As i’ve been saying a lot lately, i’m trying to get back on track and this time, i’m actually really trying. So much so that despite my lethargy and lack of available bods to come try/watch/help the other night, i finished work and headed to my old favourite, Caseg Fraith. Convenient, close to the road but space for Tess to run and play, good warm ups and a project: time to go try Boneyard V8.

6 o’clock arrives, we jump in the car, drive the three miles to the crag and drag all four pads the short walk from the car to the crag. Boneyard is a traverse line, beginning at Ogwen Jazz on an arete and finishing up the huge dyno finish of Oh Yeah V6. I’d been with Simon when he came to visit a few weeks ago and this was the simplest project to go to: no spotters needed, a nice safe landing.

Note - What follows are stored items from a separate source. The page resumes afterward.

use std::collections::BTreeMap;

use chrono::{DateTime, Utc};
use serde::Serialize;
use storage_types::BlobKey;

use crate::StoredObject;

/// Count and byte total for one content type.
#[derive(Debug, Clone, Copy, Default, PartialEq, Eq, Serialize)]
pub struct ContentTypeUsage {
  /// Number of objects.
  pub count: u64,
  /// Total bytes.
  pub size:  u64,
}

/// A key paired with its timestamp.
#[derive(Debug, Clone, PartialEq, Eq, Serialize)]
pub struct DatedKey {
  /// The object key.
  pub key: BlobKey,
  /// Creation time, or last update time when creation is unknown.
  pub at:  DateTime<Utc>,
}

/// Aggregate usage of a provider's stored objects.
#[derive(Debug, Clone, Default, PartialEq, Eq, Serialize)]
pub struct UsageReport {
  /// Number of objects.
  pub total_files:     u64,
  /// Total bytes.
  pub total_size:      u64,
  /// Breakdown by content type; unknown types are grouped under
  /// `application/octet-stream`.
  pub by_content_type: BTreeMap<String, ContentTypeUsage>,
  /// The oldest object, if any carries a timestamp.
  pub oldest:          Option<DatedKey>,
  /// The newest object, if any carries a timestamp.
  pub newest:          Option<DatedKey>,
}

impl UsageReport {
  /// Aggregates a full listing. O(n) in the number of objects.
  #[must_use]
  pub fn aggregate(objects: &[StoredObject]) -> Self {
    let mut report = UsageReport::default();

    for object in objects {
      report.total_files += 1;
      report.total_size += object.size;

      let content_type = object
        .content_type
        .clone()
        .unwrap_or_else(|| "application/octet-stream".to_owned());
      let entry = report.by_content_type.entry(content_type).or_default();
      entry.count += 1;
      entry.size += object.size;

      let Some(at) = object.created_at.or(object.updated_at) else {
        continue;
      };
      if report.oldest.as_ref().is_none_or(|o| at < o.at) {
        report.oldest = Some(DatedKey {
          key: object.key.clone(),
          at,
        });
      }
      if report.newest.as_ref().is_none_or(|n| at > n.at) {
        report.newest = Some(DatedKey {
          key: object.key.clone(),
          at,
        });
      }
    }

    report
  }
}

#[cfg(test)]
mod tests {
  use std::collections::HashMap;

  use chrono::TimeZone;

  use super::*;

  fn object(key: &str, size: u64, ct: Option<&str>, secs: i64) -> StoredObject {
    StoredObject {
      address:      format!("test://{key}"),
      key:          BlobKey::new(key),
      size,
      content_type: ct.map(ToOwned::to_owned),
      created_at:   Some(Utc.timestamp_opt(secs, 0).unwrap()),
      updated_at:   None,
      etag:         None,
      metadata:     HashMap::new(),
    }
  }

  #[test]
  fn aggregates_totals_types_and_extremes() {
    let objects = vec![
      object("a.png", 10, Some("image/png"), 200),
      object("b.png", 5, Some("image/png"), 100),
      object("c.bin", 1, None, 300),
    ];
    let report = UsageReport::aggregate(&objects);

    assert_eq!(report.total_files, 3);
    assert_eq!(report.total_size, 16);
    assert_eq!(report.by_content_type["image/png"], ContentTypeUsage {
      count: 2,
      size:  15,
    });
    assert_eq!(report.by_content_type["application/octet-stream"].count, 1);
    assert_eq!(report.oldest.unwrap().key.as_str(), "b.png");
    assert_eq!(report.newest.unwrap().key.as_str(), "c.bin");
  }

  #[test]
  fn empty_listing() {
    let report = UsageReport::aggregate(&[]);
    assert_eq!(report, UsageReport::default());
  }
}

It was primed for success, or possibly for failure, which is far more common when it comes to these things!

There was a huge dump as the pads were piled under the project and i went and had a look at the rock. It was as if someone had been there with soap and water and cleaned every hold immaculately! I don’t think i’ve ever seen holds so clean and crisp! And yet when i touched the holds, the grip was immense, friction perfect, temperature not so cold as to cause even the slightest discomfort while not in the slightest greasy. Last time we were chased away by midge, this time the perfect breeze kept them at bay. Anyone who has climbed with me will testify that i’m not a conditions-style climber (“Grit?! In the summer?! No chance!” is not something i’ve ever been heard to say) but i have to admit, when they’re this perfect, you notice.

It was all just too good to be true. Looking across the valley to the Carneddau and you could see huge black rolling clouds enveloping the top of the ridge. Shit, something was bound to go wrong. Another monsterous cloud blew off the top of Pen yr Ole Wen while a third billowed from behind Carnedd Llewellyn, both looking ominous and foreboding. Still, i’d paid my £2 for parking (while expensive for two hours, still cheaper than an indoor session…) and wasn’t about to sack it off on the off chance of rain now. Warm up and get on it.

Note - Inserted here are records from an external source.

use std::path::PathBuf;

use storage_core::UploadPolicy;

/// Default root directory for local storage.
pub const DEFAULT_BASE_PATH: &str = "./uploads";
/// Default logical folder for local storage.
pub const DEFAULT_FOLDER: &str = "images";
/// Default base URL under which the root directory is served.
pub const DEFAULT_BASE_URL: &str = "http://localhost:5001/uploads";

/// Configuration of the local filesystem provider.
#[derive(Debug, Clone)]
pub struct LocalConfig {
  /// Root directory of the object tree.
  pub base_path: PathBuf,
  /// Logical folder under the root for new objects.
  pub folder:    String,
  /// URL under which the root directory is served.
  pub base_url:  String,
  /// Input policy for uploads.
  pub policy:    UploadPolicy,
}

impl Default for LocalConfig {
  fn default() -> Self {
    Self {
      base_path: PathBuf::from(DEFAULT_BASE_PATH),
      folder:    DEFAULT_FOLDER.to_owned(),
      base_url:  DEFAULT_BASE_URL.to_owned(),
      policy:    UploadPolicy::default(),
    }
  }
}

impl LocalConfig {
  /// A configuration rooted at `base_path` with default folder and URL.
  #[must_use]
  pub fn new(base_path: impl Into<PathBuf>) -> Self {
    Self {
      base_path: base_path.into(),
      ..Self::default()
    }
  }

  /// The base URL without a trailing slash.
  #[must_use]
  pub fn trimmed_base_url(&self) -> &str { self.base_url.trim_end_matches('/') }

  /// The path component of the base URL (e.g. `/uploads`), if it has one.
  #[must_use]
  pub fn server_path(&self) -> Option<&str> {
    let base = self.trimmed_base_url();
    let path = match base.split_once("://") {
      Some((_, rest)) => rest.find('/').map(|i| &rest[i..])?,
      None => base,
    };
    (path.starts_with('/') && path.len() > 1).then_some(path)
  }
}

I kept an eye on the clouds throughout the session and the most miraculous thing seemed to happen. It was as if the climbing gods were on my side and both of the large ominous beasts in the sky parted just before they got to me and drifted apart, leaving me in relative sunshine. It was more impressive than if it had been gloriously sunny. Things were finally going my way.

There were only two things missing from this being the perfect session: company and success, for while i came unimaginably close (my best effort failed as my hand scraped the rock on the way to stroking the final hold) i didn’t quite manage it and all subsequent attempts ate up just a little too much energy and i was forced to go home. After such a glorious session, it was impossible to be annoyed.

24 hours later, having not rained, i returned with my girlfriend and her daughter for another bite at the cherry. When i said i’m really trying lately i mean it. While the conditions didn’t quite match Friday night, it did hold the missing two ingredients and it was done, completed. After a mild fight through the bulk of the moves, i found myself hanging the holds ready to leap and it was as if i blacked out ever so slightly for a split second. I “came to”, for want of a better phrase, hanging the top lip one armed, amazed i was not lying on the floor. Feet on, heel up, rock out, done. Finally, i’m moving in the right direction again.